A total of 58 patients were included in the study (19 having undergone LON, whereas 39 had undergone MLN). No notable differences were observed in the demographics between LON and MLN cohorts. In addition, no differences were found in the total length distracted although the time from distraction to completion of the final union was shorter for patients treated with MLN (86 vs. 58 d, P=0.008) and patients treated with MLN underwent on average one fewer surgical procedure (3.1 vs. 2.1; P<0.001). A summary of the findings can be found in Supplement Table 1 (Supplemental Digital Content 1,

As shown in Fig. 3, hospital costs were similar in LON and MLN groups (US$45,913 vs. US$41,680, respectively, P=0.875).
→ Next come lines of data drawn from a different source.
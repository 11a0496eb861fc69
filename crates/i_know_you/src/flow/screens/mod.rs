//! Screen implementations for the game flow.

mod language_picker;
mod questions;
mod result;
mod thinking;
mod welcome;

pub use language_picker::{LanguagePicker, PickerAction};
pub use questions::QuestionsScreen;
pub use result::ResultScreen;
pub use thinking::ThinkingScreen;
pub use welcome::WelcomeScreen;
//! Tests for loading the TOML app configuration.

use std::fs;
use std::path::PathBuf;
use std::time::Duration;

use tempfile::TempDir;

use i_know_you::AppConfig;

#[test]
fn test_missing_file_uses_defaults() {
    let dir = TempDir::new().expect("Failed to create temp dir");
    let config =
        AppConfig::load_or_default(dir.path().join("absent.toml")).expect("Defaults failed");
    assert_eq!(config, AppConfig::default());
    assert_eq!(config.storage_path(), &PathBuf::from("i_know_you_prefs.toml"));
    assert_eq!(config.log_file(), &PathBuf::from("i_know_you.log"));
    assert!(*config.strict_transitions());
    assert_eq!(config.tick_rate(), Duration::from_millis(50));
}

#[test]
fn test_partial_file_fills_in_defaults() {
    let dir = TempDir::new().expect("Failed to create temp dir");
    let path = dir.path().join("config.toml");
    fs::write(&path, "tick_ms = 20\nstrict_transitions = false\n").expect("Write failed");

    let config = AppConfig::load_or_default(&path).expect("Load failed");
    assert_eq!(*config.tick_ms(), 20);
    assert!(!*config.strict_transitions());
    assert_eq!(config.storage_path(), &PathBuf::from("i_know_you_prefs.toml"));
}

#[test]
fn test_invalid_file_is_an_error() {
    let dir = TempDir::new().expect("Failed to create temp dir");
    let path = dir.path().join("config.toml");
    fs::write(&path, "tick_ms = \"soon\"").expect("Write failed");

    let err = AppConfig::from_file(&path).expect_err("Parse should fail");
    assert!(err.message.contains("Failed to parse config"));
}

#[test]
fn test_zero_tick_is_clamped() {
    let dir = TempDir::new().expect("Failed to create temp dir");
    let path = dir.path().join("config.toml");
    fs::write(&path, "tick_ms = 0").expect("Write failed");

    let config = AppConfig::from_file(&path).expect("Load failed");
    assert_eq!(config.tick_rate(), Duration::from_millis(1));
}

#[test]
fn test_storage_override() {
    let config = AppConfig::default().with_storage_path(PathBuf::from("/tmp/other.toml"));
    assert_eq!(config.storage_path(), &PathBuf::from("/tmp/other.toml"));
}
//! Deadline-ordered timers owned by a single screen.
//!
//! A [`Timeline`] never runs anything on its own. The event loop passes the
//! current instant to [`Timeline::drain_due`] and receives the events whose
//! deadlines have passed, oldest first. Because the timeline is a plain
//! value owned by the screen state, dropping the screen cancels every timer
//! it scheduled.

use std::time::{Duration, Instant};

use tracing::{debug, instrument, trace};

/// Smallest period accepted for repeating entries.
const MIN_PERIOD: Duration = Duration::from_millis(1);

#[derive(Debug)]
struct Entry<E> {
    due: Instant,
    seq: u64,
    period: Option<Duration>,
    event: E,
}

/// A set of pending one-shot and repeating timers.
#[derive(Debug)]
pub struct Timeline<E> {
    entries: Vec<Entry<E>>,
    next_seq: u64,
}

impl<E> Default for Timeline<E> {
    fn default() -> Self {
        Self {
            entries: Vec::new(),
            next_seq: 0,
        }
    }
}

impl<E: Clone + std::fmt::Debug> Timeline<E> {
    /// Creates an empty timeline.
    pub fn new() -> Self {
        Self::default()
    }

    /// Schedules `event` to fire once at `due`.
    #[instrument(skip(self))]
    pub fn schedule_at(&mut self, due: Instant, event: E) {
        self.push(due, None, event);
    }

    /// Schedules `event` to fire at `first` and then every `period`.
    #[instrument(skip(self))]
    pub fn schedule_every(&mut self, first: Instant, period: Duration, event: E) {
        self.push(first, Some(period.max(MIN_PERIOD)), event);
    }

    fn push(&mut self, due: Instant, period: Option<Duration>, event: E) {
        let seq = self.next_seq;
        self.next_seq += 1;
        self.entries.push(Entry {
            due,
            seq,
            period,
            event,
        });
    }

    /// Removes and returns every event due at or before `now`, ordered by
    /// deadline and then by scheduling order.
    ///
    /// A repeating entry that missed several periods fires once per missed
    /// period.
    pub fn drain_due(&mut self, now: Instant) -> Vec<E> {
        let mut fired = Vec::new();
        while let Some(pos) = self.next_due(now) {
            let event = self.entries[pos].event.clone();
            match self.entries[pos].period {
                Some(period) => self.entries[pos].due += period,
                None => {
                    self.entries.swap_remove(pos);
                }
            }
            trace!(?event, "Timer fired");
            fired.push(event);
        }
        fired
    }

    fn next_due(&self, now: Instant) -> Option<usize> {
        self.entries
            .iter()
            .enumerate()
            .filter(|(_, e)| e.due <= now)
            .min_by_key(|(_, e)| (e.due, e.seq))
            .map(|(pos, _)| pos)
    }

    /// Drops every pending timer.
    #[instrument(skip(self))]
    pub fn cancel_all(&mut self) {
        if !self.entries.is_empty() {
            debug!(pending = self.entries.len(), "Cancelling timers");
        }
        self.entries.clear();
    }

    /// Returns the earliest pending deadline.
    pub fn next_deadline(&self) -> Option<Instant> {
        self.entries.iter().map(|e| e.due).min()
    }

    /// Returns the number of pending timers.
    pub fn len(&self) -> usize {
        self.entries.len()
    }

    /// Returns true when nothing is scheduled.
    pub fn is_empty(&self) -> bool {
        self.entries.is_empty()
    }
}

impl<E> Drop for Timeline<E> {
    fn drop(&mut self) {
        if !self.entries.is_empty() {
            debug!(pending = self.entries.len(), "Timeline dropped with pending timers");
        }
    }
}
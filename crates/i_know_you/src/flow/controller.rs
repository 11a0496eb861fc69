//! Flow controller driving the four screens.

use std::time::{Duration, Instant};

use crossterm::event::{self, Event, KeyCode, KeyEvent, KeyEventKind, KeyModifiers};
use derive_getters::Getters;
use i_know_you_core::{GameState, ScreenId};
use ratatui::{Frame, Terminal, backend::Backend};
use tokio::time::sleep;
use tracing::{debug, info, instrument, warn};

use crate::LanguagePreference;
use crate::flow::screen::{Screen, ScreenAction, ScreenContext};
use crate::flow::screens::{
    LanguagePicker, PickerAction, QuestionsScreen, ResultScreen, ThinkingScreen, WelcomeScreen,
};

/// Active screen in the flow state machine.
#[derive(Debug)]
enum ActiveScreen {
    Welcome(WelcomeScreen),
    Questions(QuestionsScreen),
    Thinking(ThinkingScreen),
    Result(ResultScreen),
}

impl ActiveScreen {
    /// Builds a fresh screen for the store's current screen id.
    #[instrument(skip(game))]
    fn for_state(game: &GameState, now: Instant) -> Self {
        match game.screen() {
            ScreenId::Welcome => Self::Welcome(WelcomeScreen::new()),
            ScreenId::Questions => Self::Questions(QuestionsScreen::new()),
            ScreenId::Thinking => Self::Thinking(ThinkingScreen::new(now)),
            ScreenId::Result => Self::Result(ResultScreen::new(game.secret_number(), now)),
        }
    }

    fn as_screen(&self) -> &dyn Screen {
        match self {
            Self::Welcome(s) => s,
            Self::Questions(s) => s,
            Self::Thinking(s) => s,
            Self::Result(s) => s,
        }
    }

    fn as_screen_mut(&mut self) -> &mut dyn Screen {
        match self {
            Self::Welcome(s) => s,
            Self::Questions(s) => s,
            Self::Thinking(s) => s,
            Self::Result(s) => s,
        }
    }
}

/// Whether the event loop should keep going.
#[derive(Debug, Clone, Copy, PartialEq, Eq)]
pub enum LoopControl {
    /// Keep running.
    Continue,
    /// Leave the event loop.
    Quit,
}

/// Controller that owns both stores and drives screen transitions.
///
/// Call [`AppController::run`] to start the event loop, or drive it directly
/// with [`AppController::handle_key`] and [`AppController::tick`].
#[derive(Debug, Getters)]
pub struct AppController {
    preference: LanguagePreference,
    game: GameState,
    strict_transitions: bool,
    tick_rate: Duration,
    #[getter(skip)]
    screen: ActiveScreen,
    #[getter(skip)]
    picker: Option<LanguagePicker>,
}

impl AppController {
    /// Creates a controller on the welcome screen.
    ///
    /// `preference` should already be loaded.
    #[instrument(skip(preference, now))]
    pub fn new(
        preference: LanguagePreference,
        strict_transitions: bool,
        tick_rate: Duration,
        now: Instant,
    ) -> Self {
        info!(language = %preference.language(), "Creating AppController");
        let game = GameState::new();
        let screen = ActiveScreen::for_state(&game, now);
        Self {
            preference,
            game,
            strict_transitions,
            tick_rate,
            screen,
            picker: None,
        }
    }

    /// Returns the id of the screen being displayed.
    pub fn active_screen(&self) -> ScreenId {
        self.screen.as_screen().id()
    }

    /// Returns true while the language picker is open.
    pub fn is_picker_open(&self) -> bool {
        self.picker.is_some()
    }

    /// Runs the event loop until the user quits.
    #[instrument(skip(self, terminal))]
    pub async fn run<B: Backend + std::io::Write>(
        &mut self,
        terminal: &mut Terminal<B>,
    ) -> anyhow::Result<()>
    where
        <B as Backend>::Error: Send + Sync + 'static,
    {
        info!("Starting flow event loop");

        loop {
            let now = Instant::now();
            self.tick(now);
            terminal.draw(|f| self.render(f, now))?;

            // Poll for input with a short timeout so timers stay responsive.
            if event::poll(self.tick_rate)? {
                match event::read()? {
                    // Skip key release events (crossterm fires both press and release).
                    Event::Key(key) if key.kind == KeyEventKind::Release => continue,
                    Event::Key(key) => {
                        if self.handle_key(key, Instant::now()) == LoopControl::Quit {
                            info!("Flow quitting");
                            return Ok(());
                        }
                    }
                    Event::Paste(text) => self.handle_paste(&text, Instant::now()),
                    _ => {}
                }
            }

            sleep(Duration::from_millis(10)).await;
        }
    }

    /// Draws the active screen and, if open, the language picker.
    pub fn render(&self, frame: &mut Frame, now: Instant) {
        let ctx = ScreenContext {
            preference: &self.preference,
        };
        self.screen.as_screen().render(frame, &ctx, now);
        if let Some(picker) = &self.picker {
            picker.render(frame);
        }
    }

    /// Handles one key press.
    #[instrument(skip(self, now))]
    pub fn handle_key(&mut self, key: KeyEvent, now: Instant) -> LoopControl {
        if key.modifiers.contains(KeyModifiers::CONTROL) && key.code == KeyCode::Char('c') {
            info!("Interrupted");
            return LoopControl::Quit;
        }

        if let Some(picker) = &mut self.picker {
            match picker.handle_key(key) {
                PickerAction::Stay => {}
                PickerAction::Close => self.picker = None,
                PickerAction::Select(code) => {
                    // Persistence runs in the background; the handle is not needed.
                    drop(self.preference.select(code));
                    self.picker = None;
                }
            }
            return LoopControl::Continue;
        }

        match key.code {
            KeyCode::Tab => {
                self.picker = Some(LanguagePicker::new(self.preference.language()));
                LoopControl::Continue
            }
            KeyCode::Esc => LoopControl::Quit,
            _ => {
                let ctx = ScreenContext {
                    preference: &self.preference,
                };
                let action = self.screen.as_screen_mut().handle_key(key, &ctx, now);
                self.apply(action, now);
                LoopControl::Continue
            }
        }
    }

    /// Hands pasted text to the active screen. Ignored while the picker is
    /// open.
    #[instrument(skip(self, text, now))]
    pub fn handle_paste(&mut self, text: &str, now: Instant) {
        if self.picker.is_some() {
            debug!("Ignoring paste while picker is open");
            return;
        }
        let action = self.screen.as_screen_mut().handle_paste(text);
        self.apply(action, now);
    }

    /// Fires the active screen's due timers.
    pub fn tick(&mut self, now: Instant) {
        let action = self.screen.as_screen_mut().tick(now);
        self.apply(action, now);
    }

    /// Applies a screen action to the game state, then rebuilds the active
    /// screen if the state now names a different one.
    #[instrument(skip(self, now))]
    fn apply(&mut self, action: ScreenAction, now: Instant) {
        match action {
            ScreenAction::Stay => return,
            ScreenAction::SubmitSecret(secret) => {
                self.game.set_secret_number(secret.into_inner());
                self.request_screen(ScreenId::Questions);
            }
            ScreenAction::GoTo(to) => self.request_screen(to),
            ScreenAction::Reset => self.game.reset(),
        }
        self.sync_screen(now);
    }

    fn request_screen(&mut self, to: ScreenId) {
        if self.strict_transitions {
            if let Err(e) = self.game.transition(to) {
                warn!(error = %e, "Ignoring screen request");
            }
        } else {
            self.game.set_screen(to);
        }
    }

    fn sync_screen(&mut self, now: Instant) {
        let wanted = *self.game.screen();
        if self.screen.as_screen().id() == wanted {
            return;
        }
        debug!(from = %self.screen.as_screen().id(), to = %wanted, "Replacing active screen");
        // Dropping the old screen cancels its pending timers.
        self.screen = ActiveScreen::for_state(&self.game, now);
    }
}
Surgeon payments were higher for patients treated with LON versus MLN (US$4324 vs. US$2769, respectively, P<0.001). There was no significant difference in total cost (hospital+surgeon) between LON and MLN (US$50,255 vs. US$44,449, P=0.482).

Chart showing the comparison of total, hospital, and surgeon costs for the patients treated with LON versus MLN. *P<0.05. LON indicates lengthening over a nail; MLN, motorized lengthening nail.

LATN Versus MLN for Tibial Distraction Osteogenesis

The second study is currently unpublished but used nearly identical methodology to compare costs between tibial LATN and the MLN. LATN was performed with an expectation of 3 procedures: (1) osteotomy+application of the external fixator, (2) removal of external fixator and insertion of an intramedullary nail, and (3) removal of the intramedullary nail. By comparison, the expectation for the MLN procedure consisted of: (1) osteotomy+insertion of MLN and (2) removal of the intramedullary nail.

A total of 32 patients were included in the study (17 having undergone LATN, whereas 15 had undergone MLN). No notable differences were observed in the demographics between LATN and MLN cohorts; however, there were significantly more bilateral cases in the LATN group (65% vs. 13%, P=0.003). No differences were found in the total length distracted. Patients undergoing MLN underwent ~1 fewer surgical procedure than LATN (3.6 vs. 2.7, P=0.01). Unfortunately, data on time to bony union and complications were not recorded for both groups, unlike the previous study. A summary of the findings can be found in Supplement Table 2 (Supplemental Digital Content 2,

As shown in Fig. 4, hospital costs were similar between LATN and MLN groups (US$43,919 vs. US$42,130, respectively, P=0.85). Surgeon payments were higher for patients treated with LATN versus MLN (US$6246 vs. US$4428, respectively, P<0.001). There was no significant difference in total cost (hospital+surgeon) between LATN and MLN (US$50,255 vs. US$44,449, P=0.482). Costs were adjusted for patients who underwent bilateral procedures to normalize them to the average cost of the procedure on a single limb.

Chart showing the comparison of total, hospital, and surgeon costs for the patients treated with LATN versus MLN. *P<0.05. LATN indicates lengthening and then nailing; MLN, motorized lengthening nail.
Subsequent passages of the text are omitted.